As regards Afrasian memories, we perceive them as „connective memories.“ They connect, reconnect and articulate transregional historical imaginaries. We analyze how the long history of exchange between Africa and Asia is remembered today and which functions such memories fulfil in the light of current interactions. Our assumption is that the centuries-old relations between both regions (trade, migration, slavery, indentured labour, soldiers etc.) are not simply forgotten in the face of today's Afrasian interactions (such as labour migration, tourism, transnational media cultures), but that they constitute a "space of experience" (R. Koselleck) against which the present situation is understood and expectations for the future are articulated.

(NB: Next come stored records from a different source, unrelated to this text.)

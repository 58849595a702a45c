//! A vertex-centric execution engine.
//!
//! The engine calls [`VertexProgram::update`] once per vertex per iteration
//! and the lifecycle hooks around iterations and windows. Vertices are
//! processed in windows of consecutive ids; two vertices joined by an arc are
//! never updated at the same time, so an update may read its neighbors in
//! place.

pub use context::Context;
pub use engine::{Engine, EngineConfig, RunStats};
pub use scheduler::BitsetScheduler;

use crate::types::{VId, VLabel};
use std::ops::{Range, RangeInclusive};

mod context;
mod engine;
mod scheduler;

/// A vertex handed to an update.
pub trait Vertex {
    type Edge: Edge;
    type Edges: Iterator<Item = Self::Edge>;

    fn id(&self) -> VId;

    fn label(&self) -> VLabel;

    fn set_label(&mut self, vlabel: VLabel);

    fn out_edges(&self) -> Self::Edges;

    fn in_edges(&self) -> Self::Edges;
}

/// An arc seen from one endpoint.
pub trait Edge {
    /// Id of the opposite endpoint.
    fn vertex_id(&self) -> VId;

    fn data(&self) -> VLabel;

    fn set_data(&self, data: VLabel);
}

/// Selective scheduling.
pub trait Scheduler: Sync {
    /// Visit `vid` in the next iteration, and its in- and out-neighbors too if
    /// `also_neighbors` is set.
    fn schedule_vertex(&self, vid: VId, also_neighbors: bool);

    /// Drop `vids` from the vertices still to be visited in this iteration.
    fn unschedule(&self, vids: RangeInclusive<VId>);

    fn is_scheduled(&self, vid: VId) -> bool;
}

/// A program run by the [`Engine`].
///
/// `update` may run on several threads at once; the hooks run on the driving
/// thread between updates.
pub trait VertexProgram: Sync {
    fn update<V: Vertex>(&self, vertex: &mut V, ctx: &Context);

    fn before_iteration(&mut self, _iteration: usize, _ctx: &mut Context) {}

    fn after_iteration(&mut self, _iteration: usize, _ctx: &mut Context) {}

    fn before_window(&mut self, _window: Range<VId>, _ctx: &mut Context) {}

    fn after_window(&mut self, _window: Range<VId>, _ctx: &mut Context) {}
}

Museums, literature and other media, memory institutions and memory sites across the world of the „Afrasian Ocean“ address human interactions and power dynamics across time and space. We ask how Afrasian imaginaries and memories contribute to an understanding of present and future African-Asian interactions.

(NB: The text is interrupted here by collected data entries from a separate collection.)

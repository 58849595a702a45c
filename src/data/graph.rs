use crate::{
    data::GraphInfo,
    engine::{Edge, Vertex},
    types::{VId, VLabel},
};
use rayon::slice::ParallelSliceMut;
use std::{
    collections::HashSet,
    sync::atomic::{AtomicI64, Ordering},
};

/// The in-memory data graph.
///
/// Arcs are stored twice in CSR form, once grouped by source and once grouped
/// by destination. Both views of an arc share a single payload slot.
///
/// Vertex labels and arc payloads are atomics, so the engine may update
/// non-adjacent vertices from several threads through a shared reference.
pub struct DataGraph {
    vlabels: Vec<AtomicI64>,
    out_offsets: Vec<usize>,
    out_targets: Vec<VId>,
    in_offsets: Vec<usize>,
    in_sources: Vec<VId>,
    in_eids: Vec<usize>,
    edata: Vec<AtomicI64>,
}

impl DataGraph {
    /// Build a data graph from labeled vertices and `(src, dst)` arcs.
    ///
    /// The id space is `0..=max_id` over both inputs; vertices that only
    /// appear in `arcs` are labeled `0`.
    pub fn new<V, A>(vertices: V, arcs: A) -> Self
    where
        V: IntoIterator<Item = (VId, VLabel)>,
        A: IntoIterator<Item = (VId, VId)>,
    {
        let vertices: Vec<_> = vertices.into_iter().collect();
        let mut arcs: Vec<_> = arcs.into_iter().collect();
        let num_vertices = vertices
            .iter()
            .map(|&(vid, _)| vid + 1)
            .chain(arcs.iter().map(|&(src, dst)| src.max(dst) + 1))
            .max()
            .unwrap_or(0);
        let mut vlabels = vec![0; num_vertices];
        for (vid, vlabel) in vertices {
            vlabels[vid] = vlabel;
        }
        arcs.par_sort_unstable();
        let out_offsets = offsets(num_vertices, arcs.iter().map(|&(src, _)| src));
        let out_targets = arcs.iter().map(|&(_, dst)| dst).collect();
        let mut by_dst: Vec<_> = arcs
            .iter()
            .enumerate()
            .map(|(eid, &(src, dst))| (dst, src, eid))
            .collect();
        by_dst.par_sort_unstable();
        let in_offsets = offsets(num_vertices, by_dst.iter().map(|&(dst, _, _)| dst));
        Self {
            vlabels: vlabels.into_iter().map(AtomicI64::new).collect(),
            out_offsets,
            out_targets,
            in_offsets,
            in_sources: by_dst.iter().map(|&(_, src, _)| src).collect(),
            in_eids: by_dst.iter().map(|&(_, _, eid)| eid).collect(),
            edata: arcs.iter().map(|_| AtomicI64::new(0)).collect(),
        }
    }

    pub fn num_vertices(&self) -> usize {
        self.vlabels.len()
    }

    pub fn num_arcs(&self) -> usize {
        self.out_targets.len()
    }

    pub fn vlabel(&self, vid: VId) -> VLabel {
        self.vlabels[vid].load(Ordering::Relaxed)
    }

    pub fn out_neighbors(&self, vid: VId) -> &[VId] {
        &self.out_targets[self.out_offsets[vid]..self.out_offsets[vid + 1]]
    }

    pub fn in_neighbors(&self, vid: VId) -> &[VId] {
        &self.in_sources[self.in_offsets[vid]..self.in_offsets[vid + 1]]
    }

    /// A handle on `vid` for the duration of one update.
    pub fn vertex(&self, vid: VId) -> DataVertex<'_> {
        assert!(vid < self.num_vertices(), "vertex {} out of range", vid);
        DataVertex { graph: self, vid }
    }

    pub fn info(&self) -> GraphInfo {
        let vlabels: HashSet<_> = (0..self.num_vertices()).map(|v| self.vlabel(v)).collect();
        GraphInfo::new(self.num_vertices(), self.num_arcs(), vlabels.len())
    }
}

fn offsets<I>(num_vertices: usize, sorted_keys: I) -> Vec<usize>
where
    I: IntoIterator<Item = VId>,
{
    let mut offsets = vec![0; num_vertices + 1];
    for key in sorted_keys {
        offsets[key + 1] += 1;
    }
    for i in 0..num_vertices {
        offsets[i + 1] += offsets[i];
    }
    offsets
}

pub struct DataVertex<'a> {
    graph: &'a DataGraph,
    vid: VId,
}

impl<'a> Vertex for DataVertex<'a> {
    type Edge = DataEdge<'a>;
    type Edges = DataEdges<'a>;

    fn id(&self) -> VId {
        self.vid
    }

    fn label(&self) -> VLabel {
        self.graph.vlabel(self.vid)
    }

    fn set_label(&mut self, vlabel: VLabel) {
        self.graph.vlabels[self.vid].store(vlabel, Ordering::Relaxed);
    }

    fn out_edges(&self) -> Self::Edges {
        let range = self.graph.out_offsets[self.vid]..self.graph.out_offsets[self.vid + 1];
        DataEdges {
            graph: self.graph,
            range,
            inbound: false,
        }
    }

    fn in_edges(&self) -> Self::Edges {
        let range = self.graph.in_offsets[self.vid]..self.graph.in_offsets[self.vid + 1];
        DataEdges {
            graph: self.graph,
            range,
            inbound: true,
        }
    }
}

/// An arc seen from one of its endpoints.
pub struct DataEdge<'a> {
    graph: &'a DataGraph,
    neighbor: VId,
    eid: usize,
}

impl<'a> Edge for DataEdge<'a> {
    fn vertex_id(&self) -> VId {
        self.neighbor
    }

    fn data(&self) -> VLabel {
        self.graph.edata[self.eid].load(Ordering::Relaxed)
    }

    fn set_data(&self, data: VLabel) {
        self.graph.edata[self.eid].store(data, Ordering::Relaxed);
    }
}

pub struct DataEdges<'a> {
    graph: &'a DataGraph,
    range: std::ops::Range<usize>,
    inbound: bool,
}

impl<'a> Iterator for DataEdges<'a> {
    type Item = DataEdge<'a>;

    fn next(&mut self) -> Option<Self::Item> {
        self.range.next().map(|pos| {
            let (neighbor, eid) = if self.inbound {
                (self.graph.in_sources[pos], self.graph.in_eids[pos])
            } else {
                (self.graph.out_targets[pos], pos)
            };
            DataEdge {
                graph: self.graph,
                neighbor,
                eid,
            }
        })
    }

    fn size_hint(&self) -> (usize, Option<usize>) {
        self.range.size_hint()
    }
}

impl<'a> ExactSizeIterator for DataEdges<'a> {}

#[cfg(test)]
mod tests {
    use super::*;

    fn create_data_graph() -> DataGraph {
        DataGraph::new(
            vec![(0, 10), (1, 11), (2, 12)],
            vec![(2, 0), (0, 1), (0, 2), (1, 2), (4, 0)],
        )
    }

    #[test]
    fn test_topology() {
        let g = create_data_graph();
        assert_eq!(g.num_vertices(), 5);
        assert_eq!(g.num_arcs(), 5);
        assert_eq!(g.out_neighbors(0), &[1, 2]);
        assert_eq!(g.in_neighbors(0), &[2, 4]);
        assert_eq!(g.in_neighbors(2), &[0, 1]);
        assert_eq!(g.out_neighbors(3), &[] as &[VId]);
        assert_eq!(g.vlabel(2), 12);
        assert_eq!(g.vlabel(4), 0);
        assert_eq!(g.info().to_string(), "5 5 4");
        assert_eq!(g.info().num_vlabels(), 4);
    }

    #[test]
    fn test_shared_payload() {
        let g = create_data_graph();
        let mut v2 = g.vertex(2);
        v2.set_label(42);
        for e in v2.in_edges() {
            e.set_data(v2.label());
        }
        let v0 = g.vertex(0);
        let out: Vec<_> = v0.out_edges().map(|e| (e.vertex_id(), e.data())).collect();
        assert_eq!(out, vec![(1, 0), (2, 42)]);
        let v1 = g.vertex(1);
        assert_eq!(
            v1.out_edges().map(|e| e.data()).collect::<Vec<_>>(),
            vec![42]
        );
        assert_eq!(v2.in_edges().len(), 2);
        assert_eq!(v2.out_edges().len(), 1);
    }

    #[test]
    fn test_empty() {
        let g = DataGraph::new(vec![], vec![]);
        assert_eq!(g.num_vertices(), 0);
        assert_eq!(g.num_arcs(), 0);
    }
}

In the framework of AFRASO, our goals are to understand, first, the significance of historical imagination for transregional conceptions of space and, second, the importance of local imaginary and memory cultures for the representation and interpretation of current African-Asian interactions. In light of the foregoing, we are analysing the production of contemporary transnational imaginaries of citizenship, the complex negotiation of transcultural identities amongst old Asian-African and new Asian diasporas, claims of long-standing transregional socio-political and cultural links, new and old memory sites built or claimed by certain Afrasian communities and Afrasian bio-politics within old and emergent Afrasian diasporas.
'Memory', in this project, describes on the one hand elements of explicit, official memory culture (e.g. the remembrance of Gandhi in South Africa); on the other hand, we reconstruct what John C. Hawley (2008, 4), drawing on James C. Scott, has called "hidden transcripts": implicit, non-official, private and subaltern forms of memory, which, however, can be articulated in literature, photography, film and other media. Such imaginaries and memories have especially come to the fore in interviews we conducted with various groups of people in South Africa, East Africa, Oman, China and India as well as in our recent investigation of ‘travelling afrasian objects’ and ‘multidirectional mnemoeconomics’ (see Karugia 2017).

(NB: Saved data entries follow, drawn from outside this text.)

use super::Scheduler;
use crate::{bitset::BitSet, data::DataGraph, types::VId};
use std::ops::RangeInclusive;

/// A scheduler keeping two bit sets: the vertices to visit in the current
/// iteration and the vertices scheduled for the next one.
pub struct BitsetScheduler<'a> {
    graph: &'a DataGraph,
    current: BitSet,
    next: BitSet,
}

impl<'a> BitsetScheduler<'a> {
    pub fn new(graph: &'a DataGraph) -> Self {
        Self {
            graph,
            current: BitSet::new(graph.num_vertices()),
            next: BitSet::new(graph.num_vertices()),
        }
    }

    /// Visit every vertex in the current iteration.
    pub fn schedule_all(&self) {
        self.current.set_all();
    }

    /// Start the next iteration.
    pub fn advance(&mut self) {
        std::mem::swap(&mut self.current, &mut self.next);
        self.next.clear_all();
    }

    /// Number of vertices still to be visited in the current iteration.
    pub fn num_pending(&self) -> usize {
        self.current.count_ones()
    }

    /// Number of vertices scheduled for the next iteration.
    pub fn num_scheduled(&self) -> usize {
        self.next.count_ones()
    }
}

impl<'a> Scheduler for BitsetScheduler<'a> {
    fn schedule_vertex(&self, vid: VId, also_neighbors: bool) {
        self.next.set(vid);
        if also_neighbors {
            for &n in self
                .graph
                .out_neighbors(vid)
                .iter()
                .chain(self.graph.in_neighbors(vid))
            {
                self.next.set(n);
            }
        }
    }

    fn unschedule(&self, vids: RangeInclusive<VId>) {
        for vid in vids {
            self.current.clear(vid);
        }
    }

    fn is_scheduled(&self, vid: VId) -> bool {
        self.current.get(vid)
    }
}
//! Various types related to graph simulation.

/// The target vertex id type.
pub type VId = usize;

/// The pattern vertex id type.
pub type PId = usize;

/// The vertex label type.
///
/// Edge payloads share this type, since an edge carries the label of its head.
pub type VLabel = i64;
use derive_more::Display;

/// Summary of a data graph: vertices, arcs and distinct labels.
#[derive(Debug, Display, PartialEq)]
#[display(fmt = "{} {} {}", num_vertices, num_arcs, num_vlabels)]
pub struct GraphInfo {
    num_vertices: usize,
    num_arcs: usize,
    num_vlabels: usize,
}

impl GraphInfo {
    pub fn new(num_vertices: usize, num_arcs: usize, num_vlabels: usize) -> Self {
        Self {
            num_vertices,
            num_arcs,
            num_vlabels,
        }
    }

    pub fn num_vertices(&self) -> usize {
        self.num_vertices
    }

    pub fn num_arcs(&self) -> usize {
        self.num_arcs
    }

    pub fn num_vlabels(&self) -> usize {
        self.num_vlabels
    }
}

An Afrasian framework has allowed us to investigate transregional dynamics of interactions and relations between Africa and Asia across the vastness of time and space. This perspective has counteracted the danger of perceiving ‘Afrasia’ as a new transregional ‘container.’ Our research on Afrasian imaginaries and memories conceives of Afrasian’ as a sensitizing term that opens up new perspectives and as a new way of looking at and analyzing various contemporary dynamics in this transregion. We critically self-reflect on limitations of our ‘Afrasian’ perspective. This Afrasian way of looking at this transregion can only become productive if blurred spaces and places like its connectivity with Afrabia (Africa and Arabia) are adequately addressed (see Karugia, 2018 in preparation).